Un altro aspetto interessante di questo testo è che l’autore ricorda come con queste nuove generazioni Dio stava agendo per metterli alla prova … il che non significava che Dio lo facesse per riuscire a capire Lui come si sarebbe comportato il popolo (essendo Dio, non ne aveva certo bisogno) … Quindi la prova serviva a fare in modo che il popolo si rendesse conto di ciò che era davvero, quale fosse la loro natura, come si sarebbero comportati, quali scelte avrebbe fatto e quanto ci tenesse o meno alla propria relazione con Dio …

Dio era Colui che aveva dato inizio dal nulla a quel popolo, chiamando Abramo di fra i pagani della Caldea e facendone poi una grande nazione …

Così Dio voleva dimostrare al popolo, e infatti ci riuscì perfettamente, che nonostante le grandi cose fatte in loro favore la loro tendenza naturale non era affatto quella di riconoscere Dio e vivere secondo la Sua volontà, ma piuttosto di lasciarsi facilmente coinvolgere dai popoli pagani che Dio aveva lasciato fra loro, perché capissero cosa sarebbe significato restare in contatto con loro che abitavano tutta la montagna del Libano …

Quelli che Dio stava mettendo alla prova, quindi, era una nuova generazione del popolo ed erano tutti quelli che non avevano vissuto il periodo di conquista della terra promessa, non avevano mai vissuto la guerra e non si rendevano conto di quanta differenza facesse viverla e affrontare i popoli nemici con o senza la guida del, Signore, con o senza la Sua forza che li proteggeva e guidava … “… cioè tutti quelli che non avevano visto le guerre di Canaan.” [2]

I popoli pagani che Dio aveva lasciato attorno a loro erano: “[3] i cinque prìncipi dei Filistei, tutti i Cananei, i Sidoni e gli Ivvei, che abitavano la montagna del Libano, dal monte Baal-Ermon fino all’ingresso di Camat.”.

Dio volle dimostrare così a Israele, mettendolo alla prova, che come popolo non avrebbero ubbidito ai comandamenti del Signore, dati attraverso Mosè, non si sarebbero preoccupati di ascoltare la Sua voce, né avrebbero seguito la Sua volontà … [4]

Anzi, come poi la storia dimostrò, piuttosto che eliminare quei popoli, come Dio aveva comandato all’inizio della conquista della terra promessa, si sarebbero mescolati con loro, seguendo spudoratamente il culto pagano e i loro dèi …

“[5] i figli d’Israele abitarono in mezzo ai Cananei, agli Ittiti, agli Amorei, ai Ferezei, agli Ivvei e ai Gebusei; [6] sposarono le loro figlie, diedero le proprie figlie come spose ai loro figli e servirono i loro dèi.”!

Ho dovuto riflettere in generale su cosa è capace di combinare da solo il popolo del Signore, i figli adottivi di Dio, la Sua Chiesa … di cosa sono capaci quando in realtà vivono ignorando la Parola di Dio, la Sua volontà, la presenza di Dio, le grandi cose che Egli ha fatto …

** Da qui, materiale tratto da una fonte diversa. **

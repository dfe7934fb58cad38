//! Integration tests for autopsy-core
//!
//! These tests exercise the full parse → normalize → detect → report workflow
//! against a fixed reference instant.

use autopsy_core::{
    import::{parse_csv, parse_payload},
    EngineConfig, ForensicEngine, HealthBand, InclusionLevel, RawTransaction, Severity,
};
use chrono::{DateTime, Duration, TimeZone, Utc};
use serde_json::{json, Value};
use std::io::Write;

/// Sunday 2026-10-18 12:00 UTC
fn now() -> DateTime<Utc> {
    Utc.with_ymd_and_hms(2026, 10, 18, 12, 0, 0).unwrap()
}

fn days_ago(days: i64) -> DateTime<Utc> {
    now() - Duration::days(days)
}

fn tx(id: &str, amount: f64, description: &str, at: DateTime<Utc>) -> RawTransaction {
    serde_json::from_value(json!({
        "id": id,
        "timestamp": at.to_rfc3339(),
        "amount": amount,
        "description": description,
    }))
    .unwrap()
}

fn analyze(records: &[RawTransaction]) -> autopsy_core::AnalysisReport {
    ForensicEngine::new().analyze_at(records, now())
}

/// Six R20 "Vodacom Airtime" debits within the last 30 days
fn airtime_records() -> Vec<RawTransaction> {
    (0..6)
        .map(|i| tx(&format!("air{}", i), -20.0, "Vodacom Airtime", days_ago(i + 1)))
        .collect()
}

/// Ten neutral weekday debits; enough rows to avoid the low-confidence penalty
fn weekday_groceries() -> Vec<RawTransaction> {
    [2, 3, 4, 5, 6, 9, 10, 11, 12, 13]
        .into_iter()
        .map(|d| tx(&format!("g{}", d), -100.0, "Groceries", days_ago(d)))
        .collect()
}

// =============================================================================
// Report Properties
// =============================================================================

#[test]
fn test_empty_input() {
    let report = analyze(&[]);

    assert_eq!(report.financial_health_score, 90);
    assert_eq!(report.health_band, HealthBand::Green);
    assert!(report.leaks.is_empty());
    assert_eq!(
        report.summary,
        "No big money leaks found. Keep tracking your spending and check again after a few days."
    );
}

#[test]
fn test_analysis_is_idempotent() {
    let mut records = airtime_records();
    records.extend(weekday_groceries());
    records.push(tx("salary", 5000.0, "Salary", days_ago(20)));
    // Missing id exercises synthesized ids
    records.push(serde_json::from_value(json!({"amount": "-35", "description": "Service fee"})).unwrap());

    let engine = ForensicEngine::new();
    let first = engine.analyze_at(&records, now());
    let second = engine.analyze_at(&records, now());

    assert_eq!(first, second);
    assert_eq!(
        serde_json::to_string(&first).unwrap(),
        serde_json::to_string(&second).unwrap()
    );
}

#[test]
fn test_score_stays_in_range() {
    let mut heavy = Vec::new();
    for i in 0..20 {
        heavy.push(tx(&format!("a{}", i), -45.0, "MTN airtime", days_ago(i % 25 + 1)));
        heavy.push(tx(&format!("f{}", i), -30.0, "Service fee", days_ago(i % 25 + 1)));
        heavy.push(tx(&format!("p{}", i), -400.0, "Send money loan repay", days_ago(i % 25 + 1)));
        heavy.push(tx(&format!("d{}", i), -900.0, "Debit order insurance", days_ago(i % 25 + 1)));
    }

    for records in [vec![], airtime_records(), heavy] {
        let report = analyze(&records);
        assert!(report.financial_health_score <= 100);
        let expected_band = match report.financial_health_score {
            75..=100 => HealthBand::Green,
            50..=74 => HealthBand::Yellow,
            _ => HealthBand::Red,
        };
        assert_eq!(report.health_band, expected_band);
        assert!(report.inclusion_score.score <= 100);
    }
}

#[test]
fn test_extra_qualifying_debit_never_raises_score() {
    let mut base = weekday_groceries();
    for d in [2, 3, 4, 5, 6] {
        base.push(tx(&format!("air{}", d), -20.0, "Vodacom Airtime", days_ago(d)));
    }
    let before = analyze(&base);
    assert_eq!(before.leaks.len(), 1);

    let mut more = base.clone();
    more.push(tx("air9", -20.0, "Vodacom Airtime", days_ago(9)));
    let after = analyze(&more);

    assert!(after.financial_health_score <= before.financial_health_score);
    // 100 - 18 - 100/20 vs 100 - 18 - 120/20
    assert_eq!(before.financial_health_score, 77);
    assert_eq!(after.financial_health_score, 76);
}

#[test]
fn test_malformed_rows_degrade() {
    let records = parse_payload(
        r#"[
            {"id": "x1", "amount": "abc", "timestamp": "yesterday", "direction": "sideways"},
            {"amount": null, "description": 42},
            {}
        ]"#,
    )
    .unwrap();

    let report = analyze(&records);
    assert!(report.leaks.is_empty());
    assert_eq!(report.financial_health_score, 90);
}

#[test]
fn test_extreme_timestamps_degrade() {
    let records: Vec<RawTransaction> = serde_json::from_value(json!([
        {"id": "far", "timestamp": 8210266876799000_i64, "amount": 1000},
        {"id": "out", "timestamp": 8210266876799000_i64, "amount": -900},
        {"id": "past", "timestamp": -8334601228800000_i64, "amount": -50},
    ]))
    .unwrap();

    let report = analyze(&records);
    assert!(report.leaks.is_empty());
    assert_eq!(report.financial_health_score, 90);
}

#[test]
fn test_duplicate_ids_keep_leaks_distinct() {
    let records = vec![
        tx("dup", -600.0, "Debit order insurance", days_ago(3)),
        tx("dup", -700.0, "Debit order gym", days_ago(4)),
    ];

    let report = analyze(&records);
    let ids: Vec<&str> = report.leaks.iter().map(|l| l.id.as_str()).collect();
    assert_eq!(ids, vec!["debit-order-high-dup", "debit-order-high-dup-1"]);
}

#[test]
fn test_outlier_purchase_reported() {
    let mut records = weekday_groceries();
    records.push(tx("big", -5000.0, "Furniture", days_ago(3)));

    let report = analyze(&records);
    assert!(report.leaks.is_empty());
    assert_eq!(report.anomalies.len(), 1);
    assert_eq!(report.anomalies[0].id, "big");
    assert_eq!(report.anomalies[0].unusual, vec!["amount".to_string()]);
}

#[test]
fn test_report_json_shape() {
    let report = analyze(&airtime_records());
    let value = serde_json::to_value(&report).unwrap();

    assert_eq!(value["financial_health_score"], 66);
    assert_eq!(value["health_band"], "yellow");
    assert_eq!(value["leaks"][0]["detector"], "AirtimeDrains");
    assert_eq!(value["leaks"][0]["severity"], "medium");
    assert_eq!(value["leaks"][0]["estimated_monthly_cost"], 120.0);
    assert!(value["leaks"][0]["evidence"].is_object());
    assert_eq!(value["inclusion_score"]["level"], "Medium");
    assert_eq!(value["inclusion_score"]["mno_consistency"], true);
    assert_eq!(value["stakeholder_metrics"]["retail_velocity"], 120.0);
    assert_eq!(value["stakeholder_metrics"]["potential_recovered_capital"], 1440.0);
    assert_eq!(value["spending_profile"]["profile"], "moderate_spender");
    assert!(value["momo_patterns"].as_array().unwrap().is_empty());
    assert!(value["anomalies"].as_array().unwrap().is_empty());
    assert_eq!(value["inclusion_tax"]["inclusion_tax_percentage"], 0.0);
}

// =============================================================================
// Detector Scenarios
// =============================================================================

#[test]
fn test_airtime_drain_scenario() {
    let report = analyze(&airtime_records());

    assert_eq!(report.leaks.len(), 1);
    let leak = &report.leaks[0];
    assert_eq!(leak.detector, "AirtimeDrains");
    assert_eq!(leak.severity, Severity::Medium);
    assert_eq!(leak.estimated_monthly_cost, Some(120.0));
    assert_eq!(leak.transaction_id.as_deref(), Some("air0"));
}

#[test]
fn test_mailbox_effect_scenario() {
    let t0 = days_ago(10);
    let records = vec![
        tx("salary", 1000.0, "Salary", t0),
        tx("rent", -600.0, "Rent", t0 + Duration::hours(10)),
        tx("shop", -250.0, "Groceries", t0 + Duration::hours(10)),
    ];

    let report = analyze(&records);
    assert_eq!(report.leaks.len(), 1);
    let leak = &report.leaks[0];
    assert_eq!(leak.detector, "MailboxEffect");
    assert_eq!(leak.severity, Severity::High);
    assert_eq!(leak.evidence["withdrawal_ratio"], 0.85);
    assert!((leak.estimated_monthly_cost.unwrap() - 42.5).abs() < 1e-9);

    // 100 - 30 - 42.5/20 - 10
    assert_eq!(report.financial_health_score, 58);
    assert_eq!(report.inclusion_score.score, 40);
    assert_eq!(report.inclusion_score.level, InclusionLevel::Medium);
    // Traditional score 40 - 15 - 25 floors at 0
    assert_eq!(report.stakeholder_metrics.inclusion_delta, 40);
}

#[test]
fn test_subscription_trap_scenario_from_csv() {
    let csv = "Date,Amount,Description,Merchant
2026-06-15,-99.00,Netflix,Netflix
2026-07-25,-99.00,Netflix,Netflix
2026-09-03,-99.00,Netflix,Netflix
2026-10-13,-99.00,Netflix,Netflix
";
    let records = parse_csv(csv.as_bytes()).unwrap();
    let report = analyze(&records);

    assert_eq!(report.leaks.len(), 1);
    let leak = &report.leaks[0];
    assert_eq!(leak.detector, "SubscriptionTraps");
    assert_eq!(leak.severity, Severity::High);
    assert_eq!(leak.evidence["months_active"], 4.0);
    assert_eq!(leak.evidence["frequency_per_month"], 1.0);
    assert!((leak.estimated_monthly_cost.unwrap() - 99.0).abs() < 1e-9);
    assert_eq!(report.health_band, HealthBand::Yellow);
}

#[test]
fn test_weekend_spending_scenario() {
    // 1 and 7 days ago are weekend days; the rest are weekdays
    let mut records = vec![
        tx("sat", -300.0, "Tavern", days_ago(1)),
        tx("sun", -300.0, "Tavern", days_ago(7)),
    ];
    for d in [2, 3, 4, 5, 6, 9, 10, 11, 12, 13] {
        records.push(tx(&format!("wd{}", d), -40.0, "Taxi", days_ago(d)));
    }

    let report = analyze(&records);
    assert_eq!(report.leaks.len(), 1);
    let leak = &report.leaks[0];
    assert_eq!(leak.detector, "WeekendSpending");
    assert_eq!(leak.severity, Severity::High);
    assert_eq!(leak.evidence["ratio"], 7.5);
    assert_eq!(report.health_band, HealthBand::Red);
}

#[test]
fn test_leaks_follow_detector_order() {
    let mut records = airtime_records();
    let t0 = days_ago(10);
    records.push(tx("grant", 2000.0, "Grant", t0));
    records.push(tx("out", -1900.0, "Cash", t0 + Duration::hours(2)));
    for i in 0..3 {
        records.push(tx(&format!("fee{}", i), -15.0, "Service fee", days_ago(i + 1)));
    }

    let report = analyze(&records);
    let detectors: Vec<&str> = report.leaks.iter().map(|l| l.detector.as_str()).collect();
    assert_eq!(detectors, vec!["AirtimeDrains", "FeeLeakage", "MailboxEffect"]);
    assert!(report.summary.contains("Money leaves as soon as it arrives"));
}

// =============================================================================
// Configuration
// =============================================================================

#[test]
fn test_config_file_disables_detector() {
    let mut file = tempfile::NamedTempFile::new().unwrap();
    writeln!(file, "[detectors]\ndisabled = [\"AirtimeDrains\"]").unwrap();

    let config = EngineConfig::load(Some(file.path())).unwrap();
    let report = ForensicEngine::with_config(config).analyze_at(&airtime_records(), now());
    assert!(report.leaks.is_empty());
}

#[test]
fn test_oversized_window_rejected() {
    let mut file = tempfile::NamedTempFile::new().unwrap();
    writeln!(file, "[windows]\nrecent_days = 100000000").unwrap();

    assert!(EngineConfig::load(Some(file.path())).is_err());
}

#[test]
fn test_wrapped_payload_matches_bare_list() {
    let bare: Value = serde_json::to_value(airtime_records()).unwrap();
    let wrapped = json!({ "transactions": bare.clone() });

    let from_bare = parse_payload(&bare.to_string()).unwrap();
    let from_wrapped = parse_payload(&wrapped.to_string()).unwrap();
    assert_eq!(analyze(&from_bare), analyze(&from_wrapped));
}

Cioè, di cosa siamo capaci quando camminiamo da soli, quando ci teniamo lontani da Dio, quando smettiamo di temerLo, onorarLo e di cercare la Sua faccia, quando dimentichiamo di tenere ben presente che Egli c’è con noi ogni giorno …

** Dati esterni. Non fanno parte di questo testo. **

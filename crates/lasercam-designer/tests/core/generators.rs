use lasercam_core::ShapeError;
use lasercam_designer::gcode_gen::GcodeEmitter;
use lasercam_designer::generators::compile_shape;
use lasercam_designer::shapes::{
    Ancestor, BooleanOperation, Bounds, Point, Shape, ShapeKind, VectorNetwork, VectorSegment,
};
use lasercam_designer::toolpath::MotionCommand;
use lasercam_settings::LaserSettings;

fn render(shape: &Shape, settings: &LaserSettings) -> String {
    let toolpath = compile_shape(shape, &[], settings).unwrap();
    GcodeEmitter::new().generate(&toolpath)
}

#[test]
fn test_rectangle_exact_output() {
    let settings = LaserSettings::new(1000.0, 3000.0, 500.0);
    let gcode = render(&Shape::rectangle("", 0.0, 0.0, 10.0, 5.0), &settings);
    assert_eq!(
        gcode,
        "; RECTANGLE\n\
         G0 X0.000 Y0.000 F3000 S0\n\
         G1 X10.000 Y0.000 F1000 S500\n\
         G1 X10.000 Y5.000 F1000 S500\n\
         G1 X0.000 Y5.000 F1000 S500\n\
         G1 X0.000 Y0.000 F1000 S500\n"
    );
}

#[test]
fn test_circle_is_single_full_arc() {
    let gcode = render(
        &Shape::ellipse("Hole", 0.0, 0.0, 20.0, 20.0),
        &LaserSettings::default(),
    );
    assert_eq!(
        gcode,
        "; ELLIPSE - \"Hole\"\n\
         G0 X20.000 Y10.000 F3000 S0\n\
         G3 X20.000 Y10.000 I-10.000 J0.000 F1000 S255\n"
    );
}

#[test]
fn test_line_uses_directed_size() {
    let gcode = render(
        &Shape::line("Cut", 5.0, 5.0, -3.0, 4.0),
        &LaserSettings::default(),
    );
    assert!(gcode.contains("G0 X5.000 Y5.000 F3000 S0\n"));
    assert!(gcode.contains("G1 X2.000 Y9.000 F1000 S255\n"));
}

#[test]
fn test_bounding_box_kinds_are_labelled() {
    let settings = LaserSettings::default();
    let text = render(&Shape::text("Title", 0.0, 0.0, 4.0, 2.0), &settings);
    assert!(text.starts_with("; TEXT (bounding box)\n"));
    assert_eq!(text.matches("G1 ").count(), 4);

    let boolean = Shape::new(
        "Merged",
        0.0,
        0.0,
        4.0,
        2.0,
        ShapeKind::BooleanOperation {
            operation: BooleanOperation::Subtract,
        },
    );
    assert!(render(&boolean, &settings).starts_with("; BOOLEAN_OPERATION (SUBTRACT)\n"));
}

#[test]
fn test_empty_vector_falls_back_to_bounding_box() {
    let shape = Shape::vector_network(
        "Blob",
        1.0,
        2.0,
        3.0,
        4.0,
        VectorNetwork::default(),
    );
    let gcode = render(&shape, &LaserSettings::default());
    assert!(gcode.contains("; VECTOR (no path data - using bounding box)\n"));
    assert!(gcode.contains("G0 X1.000 Y2.000 F3000 S0\n"));
    assert!(gcode.contains("G1 X4.000 Y6.000 F1000 S255\n"));
}

#[test]
fn test_vector_network_with_curve() {
    let network = VectorNetwork::new(
        vec![Point::new(0.0, 0.0), Point::new(10.0, 0.0), Point::new(10.0, 10.0)],
        vec![
            VectorSegment::line(0, 1),
            VectorSegment::curve(1, 2, Point::new(5.0, 0.0), Point::new(0.0, -5.0)),
        ],
    );
    let shape = Shape::vector_network("Hook", 100.0, 0.0, 10.0, 10.0, network);
    let toolpath = compile_shape(&shape, &[], &LaserSettings::default()).unwrap();

    let cuts = toolpath
        .commands()
        .iter()
        .filter(|c| matches!(c, MotionCommand::Cut { .. }))
        .count();
    assert_eq!(cuts, 1 + 16);
    assert_eq!(toolpath.first_point(), Some(Point::new(100.0, 0.0)));
    let last = toolpath.last_point().unwrap();
    assert!(last.distance_to(&Point::new(110.0, 10.0)) < 1e-9);
}

#[test]
fn test_vector_paths_used_without_network() {
    let shape = Shape::vector_paths(
        "Tri",
        10.0,
        10.0,
        5.0,
        5.0,
        vec!["M 0 0 L 5 0 L 5 5 Z".to_string()],
    );
    let gcode = render(&shape, &LaserSettings::default());
    assert!(gcode.contains("; Vector Paths Processing\n"));
    assert!(gcode.ends_with("G1 X10.000 Y10.000 F1000 S255\n"));
}

#[test]
fn test_malformed_network_is_shape_error() {
    let network = VectorNetwork::new(vec![Point::default()], vec![VectorSegment::line(0, 3)]);
    let shape = Shape::vector_network("Broken", 0.0, 0.0, 1.0, 1.0, network);
    assert!(matches!(
        compile_shape(&shape, &[], &LaserSettings::default()),
        Err(ShapeError::MalformedVectorNetwork { vertex: 3, .. })
    ));
}

#[test]
fn test_empty_frame_draws_bounding_box() {
    let frame = Shape::frame("Board", 2.0, 3.0, 10.0, 10.0, vec![]);
    let gcode = render(&frame, &LaserSettings::default());
    assert_eq!(
        gcode.lines().take(3).collect::<Vec<_>>(),
        vec![
            "; FRAME START - \"Board\"",
            "; FRAME (empty - drawing bounding box)",
            "G0 X2.000 Y3.000 F3000 S0",
        ]
    );
    assert!(gcode.ends_with("; FRAME END - \"Board\"\n"));
}

#[test]
fn test_ancestors_translate_shape() {
    let shape = Shape::rectangle("r", 1.0, 1.0, 2.0, 2.0);
    let ancestors = vec![Ancestor::new("Frame", Some(Point::new(10.0, 20.0)))];
    let toolpath = compile_shape(&shape, &ancestors, &LaserSettings::default()).unwrap();
    assert_eq!(toolpath.first_point(), Some(Point::new(11.0, 21.0)));
}

#[test]
fn test_absolute_bounds_ignore_ancestors() {
    let shape = Shape::rectangle("r", 1.0, 1.0, 2.0, 2.0)
        .with_absolute_bounds(Bounds::new(50.0, 60.0, 2.0, 2.0));
    let ancestors = vec![Ancestor::new("Frame", Some(Point::new(10.0, 20.0)))];
    let toolpath = compile_shape(&shape, &ancestors, &LaserSettings::default()).unwrap();
    assert_eq!(toolpath.first_point(), Some(Point::new(50.0, 60.0)));
}

fn motion_points(shape: &Shape) -> Vec<Point> {
    compile_shape(shape, &[], &LaserSettings::default())
        .unwrap()
        .commands()
        .iter()
        .filter_map(MotionCommand::endpoint)
        .collect()
}

#[test]
fn test_star_default_inner_ratio() {
    let points = motion_points(&Shape::star("Badge", 0.0, 0.0, 20.0, 20.0, 5, None));
    let center = Point::new(10.0, 10.0);

    assert_eq!(points.len(), 11);
    for (i, point) in points.iter().enumerate() {
        let expected = if i % 2 == 0 { 10.0 } else { 5.0 };
        assert!((point.distance_to(&center) - expected).abs() < 1e-9);
    }
}

#[test]
fn test_star_zero_points_draws_five() {
    let points = motion_points(&Shape::star("Badge", 0.0, 0.0, 20.0, 20.0, 0, None));
    assert_eq!(points.len(), 11);
    assert!(points[10].distance_to(&points[0]) < 1e-9);
}

#[test]
fn test_container_skips_failed_child() {
    let broken = Shape::vector_network(
        "Broken",
        0.0,
        0.0,
        1.0,
        1.0,
        VectorNetwork::new(Vec::new(), vec![VectorSegment::line(0, 1)]),
    );
    let group = Shape::group(
        "Parts",
        0.0,
        0.0,
        vec![broken, Shape::rectangle("Plate", 2.0, 2.0, 4.0, 4.0)],
    );
    let gcode = render(&group, &LaserSettings::default());

    assert!(gcode.contains("; Skipped shape: Broken (Malformed vector network"));
    assert!(gcode.contains("; RECTANGLE - \"Plate\"\nG0 X2.000 Y2.000 F3000 S0\n"));
    assert!(gcode.ends_with("; GROUP END - \"Parts\"\n"));
}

Un disastro dopo l’altro, di questo siamo capaci!

Non a caso Gesù spiegò, in Giovanni 15, l’importanza di una relazione stretta e costante con Lui con l’immagine della vite e dei tralci … Se non siamo attaccati alla vite, non viviamo davvero e tantomeno portiamo del buon frutto …

Se non camminiamo illuminati dalla Sua Parola e protetti dai Suoi comandamenti, se non al desideriamo che Dio cammini davanti a noi e combatta le nostre battaglie … siamo perduti e ci facciamo molte male!